I enjoyed this novel for so many reasons. It made my heart expand with love for this flawed but devoted family. It reminded me of the phenomenal variations of humanity, of the enormous capacity we have to not just "accept" or worse, "tolerate" differences but to embrace the entire spectrum of creation. If you are feeling jaded by the world we inhabit and are in need of a jolt of the possible then this is a book I can absolutely recommend. 



Sunday, December 1, 2019

And a Note About Frankissstein

When Jeanette Winterson's latest novel, "Frankissstein," showed up in my mailbox I'll admit that I relegated it to the bottom of my huge reading pile doubting it would ever make it to the top ten. Lesson learned! Never judge a
book by its cover. This was one of the best surprise reads of the year - laugh out loud funny and deeply provocative. Winterson probably gave me more food for thought than any other author I read this year.

We hear the term "gender fluid" bandied about a lot lately but have we ever really pondered the ramifications of its meaning? In "Frankissstein" Winterson imagines a moment in time in the lives of Mary and Percy Bysshe Shelley and their friend Lord Byron as they drink away the long, dark, damp hours of a sojourn on Lake Geneva back in 1816. On a dare, Mary writes her now famous book "Frankenstein," but Winterson draws our attention to the sexist attitudes toward female writers and women in general, focusing on Mary's single motherhood and poverty after the death of her husband.

Fast forward to current/future times where a transgender scientist, Ry Shelley  falls in love with Dr. Victor Stein, an expert in artificial intelligence who's experimenting with cryogenics. Their affair engenders a fascinating exploration of sexual attraction, why we are drawn to certain people, and why it is often the mind of the love object that hypnotizes rather than just the shell. And if we are just shells, why then shouldn't our souls, our essence, be uploaded to databases for future use?

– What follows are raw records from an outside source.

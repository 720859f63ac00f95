//! Copyright © 2025-2026 Wenze Wei. All Rights Reserved.
//!
//! This file is part of multiplug.
//! The multiplug project belongs to the Dunimd Team.
//!
//! Licensed under the Apache License, Version 2.0 (the "License");
//! You may not use this file except in compliance with the License.
//! You may obtain a copy of the License at
//!
//!     http://www.apache.org/licenses/LICENSE-2.0
//!
//! Unless required by applicable law or agreed to in writing, software
//! distributed under the License is distributed on an "AS IS" BASIS,
//! WITHOUT WARRANTIES OR CONDITIONS OF ANY KIND, either express or implied.
//! See the License for the specific language governing permissions and
//! limitations under the License.

//! # Python Plugins
//!
//! Python plugins run in an interpreter embedded with PyO3. The file is
//! executed as a fresh module named after its stem. Public callables other
//! than classes are functions; public values other than modules are
//! constants.
//!
//! Values that map onto JSON cross the boundary as data. Anything else
//! (instances of plugin classes, for example) is wrapped into an opaque
//! [`MpObject`] and handed back to Python unchanged.

use std::ffi::CString;
use std::fmt;
use std::fs;
use std::path::Path;
use std::sync::Arc;

use pyo3::prelude::*;
use pyo3::types::{PyBool, PyDict, PyFloat, PyInt, PyList, PyModule, PyString, PyTuple, PyType};
use pyo3::IntoPyObjectExt;
use serde_json::{Map, Number, Value};

use crate::contract::MpContract;
use crate::errors::{MpError, Result};
use crate::loader::{module_name, MpLoader};
use crate::module::{MpFunction, MpLanguage, MpMaterialized, MpSignature};
use crate::value::{MpKwargs, MpObject, MpValue};

fn py_error(module: &str, err: PyErr) -> MpError {
    MpError::plugin(module, err.to_string())
}

/// Converts a Python object to data, if it is made of JSON-like values only.
fn py_to_data(obj: &Bound<'_, PyAny>) -> Option<Value> {
    if obj.is_none() {
        return Some(Value::Null);
    }
    if obj.is_instance_of::<PyBool>() {
        return obj.extract::<bool>().ok().map(Value::Bool);
    }
    if obj.is_instance_of::<PyInt>() {
        return match obj.extract::<i64>() {
            Ok(i) => Some(Value::from(i)),
            Err(_) => obj.extract::<u64>().ok().map(Value::from),
        };
    }
    if obj.is_instance_of::<PyFloat>() {
        return obj
            .extract::<f64>()
            .ok()
            .and_then(Number::from_f64)
            .map(Value::Number);
    }
    if obj.is_instance_of::<PyString>() {
        return obj.extract::<String>().ok().map(Value::String);
    }
    if obj.is_instance_of::<PyList>() || obj.is_instance_of::<PyTuple>() {
        let items = obj.extract::<Vec<Bound<'_, PyAny>>>().ok()?;
        return items
            .iter()
            .map(py_to_data)
            .collect::<Option<Vec<_>>>()
            .map(Value::Array);
    }
    if let Ok(dict) = obj.cast::<PyDict>() {
        let mut map = Map::new();
        for (key, value) in dict.iter() {
            let key = key.extract::<String>().ok()?;
            map.insert(key, py_to_data(&value)?);
        }
        return Some(Value::Object(map));
    }
    None
}

fn py_to_value(obj: &Bound<'_, PyAny>) -> MpValue {
    match py_to_data(obj) {
        Some(value) => MpValue::Data(value),
        None => MpValue::Object(MpObject::new(obj.clone().unbind())),
    }
}

fn data_to_py<'py>(py: Python<'py>, value: &Value) -> PyResult<Bound<'py, PyAny>> {
    match value {
        Value::Null => Ok(py.None().into_bound(py)),
        Value::Bool(b) => b.into_bound_py_any(py),
        Value::Number(n) => {
            if let Some(i) = n.as_i64() {
                i.into_bound_py_any(py)
            } else if let Some(u) = n.as_u64() {
                u.into_bound_py_any(py)
            } else {
                n.as_f64().unwrap_or(f64::NAN).into_bound_py_any(py)
            }
        }
        Value::String(s) => s.into_bound_py_any(py),
        Value::Array(items) => {
            let items = items
                .iter()
                .map(|item| data_to_py(py, item))
                .collect::<PyResult<Vec<_>>>()?;
            Ok(PyList::new(py, items)?.into_any())
        }
        Value::Object(map) => {
            let dict = PyDict::new(py);
            for (key, item) in map {
                dict.set_item(key, data_to_py(py, item)?)?;
            }
            Ok(dict.into_any())
        }
    }
}

fn value_to_py<'py>(py: Python<'py>, module: &str, value: &MpValue) -> Result<Bound<'py, PyAny>> {
    match value {
        MpValue::Data(data) => data_to_py(py, data).map_err(|err| py_error(module, err)),
        MpValue::Object(object) => object
            .downcast_ref::<Py<PyAny>>()
            .map(|obj| obj.clone_ref(py).into_bound(py))
            .ok_or_else(|| {
                MpError::plugin(module, "object was not produced by a Python plugin")
            }),
    }
}

/// A function of a Python plugin.
pub struct MpPythonFunction {
    module: String,
    name: String,
    function: Py<PyAny>,
}

impl fmt::Debug for MpPythonFunction {
    fn fmt(&self, f: &mut fmt::Formatter<'_>) -> fmt::Result {
        write!(f, "MpPythonFunction({}.{})", self.module, self.name)
    }
}

impl MpFunction for MpPythonFunction {
    fn call(&self, args: &[MpValue], kwargs: &MpKwargs) -> Result<MpValue> {
        Python::attach(|py| {
            let args = args
                .iter()
                .map(|value| value_to_py(py, &self.module, value))
                .collect::<Result<Vec<_>>>()?;
            let args = PyTuple::new(py, args).map_err(|err| py_error(&self.module, err))?;
            let kw = PyDict::new(py);
            for (key, value) in kwargs {
                kw.set_item(key, value_to_py(py, &self.module, value)?)
                    .map_err(|err| py_error(&self.module, err))?;
            }
            let result = self
                .function
                .bind(py)
                .call(args, Some(&kw))
                .map_err(|err| py_error(&self.module, err))?;
            Ok(py_to_value(&result))
        })
    }

    fn signature(&self) -> Option<MpSignature> {
        Python::attach(|py| {
            let spec = py
                .import("inspect")
                .and_then(|inspect| inspect.getattr("getfullargspec"))
                .and_then(|getfullargspec| getfullargspec.call1((self.function.bind(py),)))
                .ok()?;
            let fixed_params = spec.getattr("args").ok()?.extract::<Vec<String>>().ok()?;
            let varargs = spec.getattr("varargs").ok()?;
            let varkw = spec.getattr("varkw").ok()?;
            Some(MpSignature {
                fixed_params,
                accepts_extra_positional: !varargs.is_none(),
                accepts_extra_keyword: !varkw.is_none(),
            })
        })
    }
}

#[derive(Clone, Copy, Debug, Default)]
pub struct MpPythonLoader;

impl MpLoader for MpPythonLoader {
    fn language(&self) -> MpLanguage {
        MpLanguage::Python
    }

    fn materialize(&self, path: &Path, _contract: &MpContract) -> Result<MpMaterialized> {
        let module = module_name(path)?;
        let code = fs::read_to_string(path)?;
        let invalid = |err: std::ffi::NulError| MpError::plugin(&module, err.to_string());
        let code = CString::new(code).map_err(invalid)?;
        let file_name = CString::new(path.to_string_lossy().into_owned()).map_err(invalid)?;
        let module_cname = CString::new(module.clone()).map_err(invalid)?;

        Python::attach(|py| {
            let loaded = PyModule::from_code(py, &code, &file_name, &module_cname)
                .map_err(|err| py_error(&module, err))?;
            let mut materialized = MpMaterialized::new(module.clone(), path, MpLanguage::Python);
            for (key, value) in loaded.dict().iter() {
                let Ok(name) = key.extract::<String>() else {
                    continue;
                };
                if name.starts_with('_') {
                    continue;
                }
                if value.is_callable() {
                    if value.is_instance_of::<PyType>() {
                        continue;
                    }
                    let function = MpPythonFunction {
                        module: module.clone(),
                        name: name.clone(),
                        function: value.unbind(),
                    };
                    materialized.functions.insert(name, Arc::new(function));
                } else if !value.is_instance_of::<PyModule>() {
                    materialized.constants.insert(name, py_to_value(&value));
                }
            }
            log::debug!(
                "loaded python plugin '{}': {} functions, {} constants",
                module,
                materialized.functions.len(),
                materialized.constants.len()
            );
            Ok(materialized)
        })
    }
}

For comic relief we have Ron Lord, creator of a lucrative line of sex-bots, who becomes enamoured of a certain evangelical writer with friends in high places. She sees in Ron's creations a means to God's end - no more need for adultery, no more sexually transmitted disease. Think about it! Is it really cheating if you're with a bot?

Winterson has written, as I said for LJ, a brave, bawdy book, outrageously original yet sentimental too. If you've ever questioned the nature of desire, the complexity of relationships, or the fragile boundary between male and female sensibility, then take a chance on "Frankissstein." You won't be disappointed.